Exercise data:
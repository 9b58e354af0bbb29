//! Baloise Bank SoBa account export.
//!
//! Semicolon-separated, one header line followed by one line per booking:
//!
//! ```text
//! Datum;Valuta;Buchungstext;Belastung;Gutschrift;Saldo CHF;Kontonummer;Kontoinhaber
//! 01.01.2019;01.01.2019;Belastung Geldbezug Bancomat ...;100.00;;1234.56;CH00 ...;Jane Doe
//! ```
//!
//! Homebank receives the value date, the booking text as memo and the amount,
//! negated for debits.

use crate::conversion::{normalize_date, signed_amount};
use crate::dialect::Dialect;
use crate::error::{Error, Result};
use crate::types::{SourceRow, TargetRow};

/// Map one Baloise booking to a Homebank row.
pub fn transform(row: &SourceRow) -> Result<TargetRow> {
    let dialect = Dialect::Baloise;
    let memo = row.get("buchungstext").trim().to_string();
    let date = normalize_date(row.get(dialect.date_field()), dialect.date_format())?;
    let amount = signed_amount(
        row.get("gutschrift"),
        row.get("belastung"),
        dialect.strips_thousands_separator(),
    )
    .ok_or_else(|| Error::MissingAmount { memo: memo.clone() })?;

    Ok(TargetRow::new(date, dialect.paymode(), memo, amount))
}

#[cfg(test)]
mod tests {
    use super::*;
    use crate::types::PayMode;

    fn row(valuta: &str, text: &str, belastung: &str, gutschrift: &str) -> SourceRow {
        SourceRow::new(
            Dialect::Baloise.fields(),
            vec!["01.01.2019", valuta, text, belastung, gutschrift, "", "", ""],
        )
    }

    #[test]
    fn test_transform_credit() {
        let target = transform(&row("01.02.2019", "  Pocket Money ", "", "0.01")).unwrap();
        assert_eq!(target.date, "01-02-2019");
        assert_eq!(target.paymode, PayMode::ElectronicPayment);
        assert_eq!(target.memo, "Pocket Money");
        assert_eq!(target.amount, "0.01");
        assert!(target.info.is_empty() && target.payee.is_empty());
        assert!(target.category.is_empty() && target.tags.is_empty());
    }

    #[test]
    fn test_transform_debit() {
        let target = transform(&row("01.01.2019", "Bancomat", "100.00", "")).unwrap();
        assert_eq!(target.amount, "-100.00");
    }

    #[test]
    fn test_uses_valuta_not_datum() {
        let target = transform(&row("03.01.2019", "Bancomat", "1.00", "")).unwrap();
        assert_eq!(target.date, "03-01-2019");
    }

    #[test]
    fn test_invalid_valuta() {
        let result = transform(&row("2019-01-01", "Bancomat", "1.00", ""));
        assert!(matches!(result, Err(Error::InvalidDate { .. })));
    }

    #[test]
    fn test_missing_amount() {
        let result = transform(&row("01.01.2019", "Saldo", "", ""));
        assert!(matches!(result, Err(Error::MissingAmount { .. })));
    }
}
//! Cornercard credit card export.
//!
//! Comma-separated. Header, summary and footer lines are interleaved with the
//! bookings, which are the lines starting with a `DD/MM/YYYY` date. Amounts use
//! `,` as thousands separator and are quoted when they contain one.

use crate::conversion::{normalize_date, signed_amount};
use crate::dialect::Dialect;
use crate::error::{Error, Result};
use crate::types::{SourceRow, TargetRow};

/// Map one Cornercard booking to a Homebank row.
pub fn transform(row: &SourceRow) -> Result<TargetRow> {
    let dialect = Dialect::Cornercard;
    let memo = row.get("beschreibung").trim().to_string();
    let date = normalize_date(row.get(dialect.date_field()), dialect.date_format())?;
    let amount = signed_amount(
        row.get("gutschrift"),
        row.get("belastung"),
        dialect.strips_thousands_separator(),
    )
    .ok_or_else(|| Error::MissingAmount { memo: memo.clone() })?;

    Ok(TargetRow::new(date, dialect.paymode(), memo, amount))
}

#[cfg(test)]
mod tests {
    use super::*;
    use crate::types::PayMode;

    fn row(datum: &str, text: &str, belastung: &str, gutschrift: &str) -> SourceRow {
        SourceRow::new(
            Dialect::Cornercard.fields(),
            vec![datum, text, belastung, gutschrift, "5232 XXXX XXXX 1234", "Jane Doe"],
        )
    }

    #[test]
    fn test_transform_debit_strips_thousands() {
        let target = transform(&row("25/01/2018", "Swiss Airlines ", "9,999.00", "")).unwrap();
        assert_eq!(target.date, "25-01-2018");
        assert_eq!(target.paymode, PayMode::CreditCard);
        assert_eq!(target.memo, "Swiss Airlines");
        assert_eq!(target.amount, "-9999.00");
    }

    #[test]
    fn test_transform_credit_strips_thousands() {
        let target = transform(&row("28/01/2018", "Zahlung", "", "1,250.50")).unwrap();
        assert_eq!(target.amount, "1250.50");
    }

    #[test]
    fn test_invalid_datum() {
        let result = transform(&row("2018-01-25", "Coop", "1.00", ""));
        assert!(matches!(result, Err(Error::InvalidDate { .. })));
    }
}
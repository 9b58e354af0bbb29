//! Row types shared by the reader, the transformers and the writer.

use serde::{Serialize, Serializer};

/// Homebank payment mode.
#[derive(Debug, Clone, Copy, PartialEq, Eq)]
pub enum PayMode {
    /// Credit card payment.
    CreditCard,
    /// Electronic payment (e-banking, standing orders, cash withdrawals).
    ElectronicPayment,
}

impl PayMode {
    /// Numeric code Homebank uses for this payment mode.
    pub fn code(&self) -> u8 {
        match self {
            PayMode::CreditCard => 1,
            PayMode::ElectronicPayment => 8,
        }
    }
}

impl Serialize for PayMode {
    fn serialize<S: Serializer>(&self, serializer: S) -> std::result::Result<S::Ok, S::Error> {
        serializer.serialize_u8(self.code())
    }
}

/// One transaction line of a source file.
///
/// Values are kept as raw strings, paired positionally with the dialect's
/// field names.
#[derive(Debug, Clone, PartialEq, Eq)]
pub struct SourceRow {
    fields: Vec<(&'static str, String)>,
}

impl SourceRow {
    /// Pair `values` with `names` by position.
    ///
    /// Missing trailing values become empty strings, surplus values are dropped.
    pub fn new<I, S>(names: &'static [&'static str], values: I) -> Self
    where
        I: IntoIterator<Item = S>,
        S: Into<String>,
    {
        let mut values = values.into_iter();
        let fields = names
            .iter()
            .map(|name| (*name, values.next().map(Into::into).unwrap_or_default()))
            .collect();
        SourceRow { fields }
    }

    /// Raw value of a field, or `""` for names the row doesn't carry.
    pub fn get(&self, name: &str) -> &str {
        self.fields
            .iter()
            .find(|(field, _)| *field == name)
            .map(|(_, value)| value.as_str())
            .unwrap_or("")
    }

    /// Field names and values in declared order.
    pub fn iter(&self) -> impl Iterator<Item = (&'static str, &str)> {
        self.fields.iter().map(|(name, value)| (*name, value.as_str()))
    }
}

/// A Homebank import record.
///
/// Field order is the Homebank column order.
#[derive(Debug, Clone, PartialEq, Eq, Serialize)]
pub struct TargetRow {
    /// Date as `DD-MM-YYYY`.
    pub date: String,
    pub paymode: PayMode,
    pub info: String,
    pub payee: String,
    pub memo: String,
    /// Signed decimal, debits carry a leading `-`.
    pub amount: String,
    pub category: String,
    pub tags: String,
}

impl TargetRow {
    /// Create a row with only the populated Homebank columns set.
    pub fn new(date: String, paymode: PayMode, memo: String, amount: String) -> Self {
        Self {
            date,
            paymode,
            info: String::new(),
            payee: String::new(),
            memo,
            amount,
            category: String::new(),
            tags: String::new(),
        }
    }
}

#[cfg(test)]
mod tests {
    use super::*;

    const NAMES: &[&str] = &["datum", "beschreibung", "belastung"];

    #[test]
    fn test_source_row_pads_missing_values() {
        let row = SourceRow::new(NAMES, vec!["25/01/2018", "Coop"]);
        assert_eq!(row.get("datum"), "25/01/2018");
        assert_eq!(row.get("beschreibung"), "Coop");
        assert_eq!(row.get("belastung"), "");
    }

    #[test]
    fn test_source_row_drops_surplus_values() {
        let row = SourceRow::new(NAMES, vec!["a", "b", "c", "d"]);
        let names: Vec<&str> = row.iter().map(|(name, _)| name).collect();
        assert_eq!(names, NAMES);
        assert_eq!(row.get("unknown"), "");
    }

    #[test]
    fn test_paymode_codes() {
        assert_eq!(PayMode::CreditCard.code(), 1);
        assert_eq!(PayMode::ElectronicPayment.code(), 8);
    }
}
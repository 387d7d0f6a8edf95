//! Game state and session lifecycle
//!
//! `GameState` is the whole session: world strip, actor, score, phase,
//! seeded RNG and the simulation clock. Hosts mutate it only through the
//! methods here and [`tick`](super::tick::tick).

use glam::Vec3;
use rand::SeedableRng;
use rand_pcg::Pcg32;
use serde::{Deserialize, Serialize};

use super::actor::Actor;
use super::collision::{LandingOutcome, resolve_landing};
use super::lane::{Intent, Lane};
use super::world::{Platform, WorldChange, WorldStrip};
use crate::settings::Tuning;

/// Current phase of a run
#[derive(Debug, Clone, Copy, PartialEq, Eq, Serialize, Deserialize)]
pub enum GamePhase {
    /// Waiting on the start screen
    NotStarted,
    /// Accepting input
    Playing,
    /// Missed a landing; sinking
    Dead,
}

/// Notifications for the renderer and UI, in the order they happened
#[derive(Debug, Clone, PartialEq, Serialize, Deserialize)]
pub enum GameEvent {
    PhaseChanged { from: GamePhase, to: GamePhase },
    ScoreChanged(u32),
    Jumped { lane: Lane, row: u32 },
    Landed { lane: Lane, row: u32 },
    Died { lane: Lane, row: u32, score: u32 },
    /// The death animation has played long enough to show the overlay
    GameOverReady { score: u32 },
    PlatformAdded(Platform),
    PlatformRemoved(Platform),
    WorldCleared,
}

impl From<WorldChange> for GameEvent {
    fn from(change: WorldChange) -> Self {
        match change {
            WorldChange::Added(p) => GameEvent::PlatformAdded(p),
            WorldChange::Removed(p) => GameEvent::PlatformRemoved(p),
            WorldChange::Cleared => GameEvent::WorldCleared,
        }
    }
}

/// Trailing camera that follows the actor forward
#[derive(Debug, Clone, Copy, PartialEq, Serialize, Deserialize)]
pub struct CameraRig {
    pub position: Vec3,
}

impl CameraRig {
    pub fn new(offset: [f32; 3]) -> Self {
        Self {
            position: Vec3::from_array(offset),
        }
    }

    /// Ease toward `offset` shifted to the followed z coordinate
    pub fn follow(&mut self, target_z: f32, offset: [f32; 3], lerp: f32) {
        let ideal = Vec3::new(offset[0], offset[1], offset[2] + target_z);
        self.position = self.position.lerp(ideal, lerp);
    }
}

/// Complete session state
#[derive(Debug, Clone)]
pub struct GameState {
    /// Run seed for reproducibility
    pub seed: u64,
    pub tuning: Tuning,
    pub world: WorldStrip,
    pub actor: Actor,
    pub score: u32,
    pub phase: GamePhase,
    pub camera: CameraRig,
    /// Simulation clock (seconds since the session was created)
    pub clock: f64,
    rng: Pcg32,
    death_time: Option<f64>,
    game_over_announced: bool,
    events: Vec<GameEvent>,
}

impl GameState {
    /// Create a new session with default tuning
    pub fn new(seed: u64) -> Self {
        Self::with_tuning(seed, Tuning::default())
    }

    /// Create a new session waiting on the start screen
    pub fn with_tuning(seed: u64, tuning: Tuning) -> Self {
        let tuning = tuning.sanitized();
        let mut state = Self {
            seed,
            actor: Actor::new(tuning.lane_width),
            camera: CameraRig::new(tuning.camera_offset),
            tuning,
            world: WorldStrip::new(),
            score: 0,
            phase: GamePhase::NotStarted,
            clock: 0.0,
            rng: Pcg32::seed_from_u64(seed),
            death_time: None,
            game_over_announced: false,
            events: Vec::new(),
        };
        state.world.initialize(&state.tuning, &mut state.rng);
        state.collect_world_changes();
        log::info!("Session created with seed {}", seed);
        state
    }

    /// Leave the start screen. Returns false if not on it.
    pub fn start(&mut self) -> bool {
        if self.phase != GamePhase::NotStarted {
            return false;
        }
        self.set_phase(GamePhase::Playing);
        true
    }

    /// Rebuild the world, actor, score and phase for a new run
    pub fn reset(&mut self, seed: u64, autostart: bool) {
        self.seed = seed;
        self.rng = Pcg32::seed_from_u64(seed);
        self.world.initialize(&self.tuning, &mut self.rng);
        self.collect_world_changes();

        self.actor = Actor::new(self.tuning.lane_width);
        self.camera = CameraRig::new(self.tuning.camera_offset);
        self.score = 0;
        self.death_time = None;
        self.game_over_announced = false;
        self.events.push(GameEvent::ScoreChanged(0));

        let phase = if autostart {
            GamePhase::Playing
        } else {
            GamePhase::NotStarted
        };
        if phase != self.phase {
            self.set_phase(phase);
        }
        log::info!("Session reset with seed {}", seed);
    }

    /// Whether directional input is being accepted
    #[inline]
    pub fn accepts_input(&self) -> bool {
        self.phase == GamePhase::Playing
    }

    /// Apply a directional intent
    pub fn handle_intent(&mut self, intent: Intent) -> bool {
        self.begin_jump(intent.lane_offset())
    }

    /// Start a jump. Rejected (no state change, no events) unless playing,
    /// grounded, and the lateral move is at most one lane and stays inside
    /// the river.
    pub fn begin_jump(&mut self, lateral_offset: i8) -> bool {
        if !self.accepts_input() {
            return false;
        }
        if !self
            .actor
            .begin_jump(lateral_offset, self.clock, self.tuning.lane_width)
        {
            return false;
        }

        // The jump counts now, before its landing is known
        self.score += 1;
        self.events.push(GameEvent::Jumped {
            lane: self.actor.lane,
            row: self.actor.row,
        });
        self.events.push(GameEvent::ScoreChanged(self.score));
        log::debug!(
            "Jump to {:?} row {} (score {})",
            self.actor.lane,
            self.actor.row,
            self.score
        );

        if self.score % self.tuning.extend_every == 0 {
            self.extend_world();
        }
        true
    }

    /// Generate the next batch of rows and drop the ones left behind
    pub fn extend_world(&mut self) {
        let from = self.world.furthest_row().unwrap_or(self.actor.row);
        let rows = self
            .world
            .extend(from, self.tuning.extend_count, &self.tuning, &mut self.rng);
        let culled = self.world.cull(self.actor.row, self.tuning.cull_margin);
        self.collect_world_changes();
        log::info!(
            "Extended to row {} ({} pads culled)",
            rows.end(),
            culled
        );
    }

    /// Check for the landing instant and resolve it. Returns the outcome
    /// when a landing happened on this call.
    pub fn resolve_landing(&mut self) -> Option<LandingOutcome> {
        let landing = self
            .actor
            .poll_landing(self.clock, self.tuning.jump_duration)?;

        let outcome = resolve_landing(&self.world, landing);
        match outcome {
            LandingOutcome::Safe => self.events.push(GameEvent::Landed {
                lane: landing.lane,
                row: landing.row,
            }),
            LandingOutcome::Splash => self.die(),
        }
        Some(outcome)
    }

    /// A grounded move that stays on a pad, preferring the guaranteed path
    pub fn safe_intent(&self) -> Option<Intent> {
        let next_row = self.actor.row + 1;
        let reachable = [Intent::Forward, Intent::Left, Intent::Right]
            .into_iter()
            .filter_map(|intent| {
                let lane = self.actor.lane.offset(intent.lane_offset())?;
                self.world
                    .has_platform_at(lane, next_row)
                    .then_some((intent, lane))
            });

        let mut fallback = None;
        for (intent, lane) in reachable {
            if self.world.guaranteed_lane(next_row) == Some(lane) {
                return Some(intent);
            }
            fallback.get_or_insert(intent);
        }
        fallback
    }

    /// Seconds since the run ended, if it has
    pub fn time_since_death(&self) -> Option<f64> {
        self.death_time.map(|t| self.clock - t)
    }

    /// Fire `GameOverReady` once the death animation has had its time
    pub(crate) fn announce_game_over(&mut self) {
        if self.game_over_announced {
            return;
        }
        if self
            .time_since_death()
            .is_some_and(|t| t >= self.tuning.game_over_delay)
        {
            self.game_over_announced = true;
            self.events.push(GameEvent::GameOverReady { score: self.score });
        }
    }

    /// Take pending events
    pub fn drain_events(&mut self) -> Vec<GameEvent> {
        std::mem::take(&mut self.events)
    }

    fn die(&mut self) {
        self.death_time = Some(self.clock);
        self.events.push(GameEvent::Died {
            lane: self.actor.lane,
            row: self.actor.row,
            score: self.score,
        });
        log::info!(
            "Splash at {:?} row {} - final score {}",
            self.actor.lane,
            self.actor.row,
            self.score
        );
        self.set_phase(GamePhase::Dead);
    }

    fn set_phase(&mut self, to: GamePhase) {
        let from = self.phase;
        self.phase = to;
        self.events.push(GameEvent::PhaseChanged { from, to });
        log::info!("Phase {:?} -> {:?}", from, to);
    }

    fn collect_world_changes(&mut self) {
        let changes = self.world.drain_changes();
        self.events.extend(changes.into_iter().map(GameEvent::from));
    }
}

#[cfg(test)]
mod tests {
    use super::*;

    #[test]
    fn test_new_session() {
        let mut state = GameState::new(12345);
        assert_eq!(state.phase, GamePhase::NotStarted);
        assert_eq!(state.actor.lane, Lane::Center);
        assert_eq!(state.actor.row, 0);
        assert_eq!(state.score, 0);
        assert_eq!(state.world.furthest_row(), Some(19));

        let events = state.drain_events();
        let added = events
            .iter()
            .filter(|e| matches!(e, GameEvent::PlatformAdded(_)))
            .count();
        assert_eq!(added, state.world.len());
    }

    #[test]
    fn test_input_ignored_before_start() {
        let mut state = GameState::new(1);
        assert!(!state.handle_intent(Intent::Forward));
        assert_eq!(state.score, 0);
        assert!(state.start());
        assert!(!state.start());
        assert!(state.handle_intent(Intent::Forward));
        assert_eq!(state.score, 1);
    }

    #[test]
    fn test_jump_acceptance_at_wall() {
        let mut state = GameState::new(2);
        state.start();
        state.actor.lane = Lane::Right;
        state.drain_events();

        assert!(!state.begin_jump(1));
        assert_eq!(state.actor.lane, Lane::Right);
        assert_eq!(state.actor.row, 0);
        assert_eq!(state.score, 0);
        assert!(state.drain_events().is_empty());

        state.actor.lane = Lane::Center;
        assert!(state.begin_jump(1));
        assert_eq!(state.actor.lane, Lane::Right);
        assert_eq!(state.actor.row, 1);
        assert_eq!(state.score, 1);
    }

    #[test]
    fn test_two_lane_jump_rejected() {
        let mut state = GameState::new(6);
        state.start();
        state.actor.lane = Lane::Left;
        state.drain_events();

        assert!(!state.begin_jump(2));
        assert_eq!(state.actor.lane, Lane::Left);
        assert_eq!(state.actor.row, 0);
        assert_eq!(state.score, 0);
        assert!(state.drain_events().is_empty());

        state.actor.lane = Lane::Right;
        assert!(!state.begin_jump(-2));
        assert_eq!(state.score, 0);
    }

    #[test]
    fn test_extension_every_five() {
        let mut state = GameState::new(3);
        state.start();
        for jump in 1..=5 {
            let intent = state.safe_intent().expect("path is always reachable");
            assert!(state.handle_intent(intent));
            state.clock += 1.0;
            assert_eq!(state.resolve_landing(), Some(LandingOutcome::Safe));
            let expected = if jump < 5 { 19 } else { 24 };
            assert_eq!(state.world.furthest_row(), Some(expected));
        }
        for row in 20..=24 {
            assert!(Lane::ALL.iter().any(|&l| state.world.has_platform_at(l, row)));
        }
    }

    #[test]
    fn test_reset() {
        let mut state = GameState::new(4);
        state.start();
        state.handle_intent(Intent::Forward);
        state.drain_events();

        state.reset(99, true);
        assert_eq!(state.seed, 99);
        assert_eq!(state.score, 0);
        assert_eq!(state.actor.row, 0);
        assert!(!state.actor.is_jumping());
        assert_eq!(state.phase, GamePhase::Playing);
        let events = state.drain_events();
        assert_eq!(events.first(), Some(&GameEvent::WorldCleared));

        state.reset(100, false);
        assert_eq!(state.phase, GamePhase::NotStarted);
    }

    #[test]
    fn test_camera_follows_forward() {
        let mut camera = CameraRig::new([20.0, 20.0, 20.0]);
        for _ in 0..200 {
            camera.follow(-15.0, [20.0, 20.0, 20.0], 0.1);
        }
        assert!((camera.position.z - 5.0).abs() < 1e-3);
        assert!((camera.position.x - 20.0).abs() < 1e-6);
    }
}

Problem to work on:
Only lines containing the word "ideal" should appear in the answer, and every such line from the records above must be there.

The completed task:
        let ideal = Vec3::new(offset[0], offset[1], offset[2] + target_z);
        self.position = self.position.lerp(ideal, lerp);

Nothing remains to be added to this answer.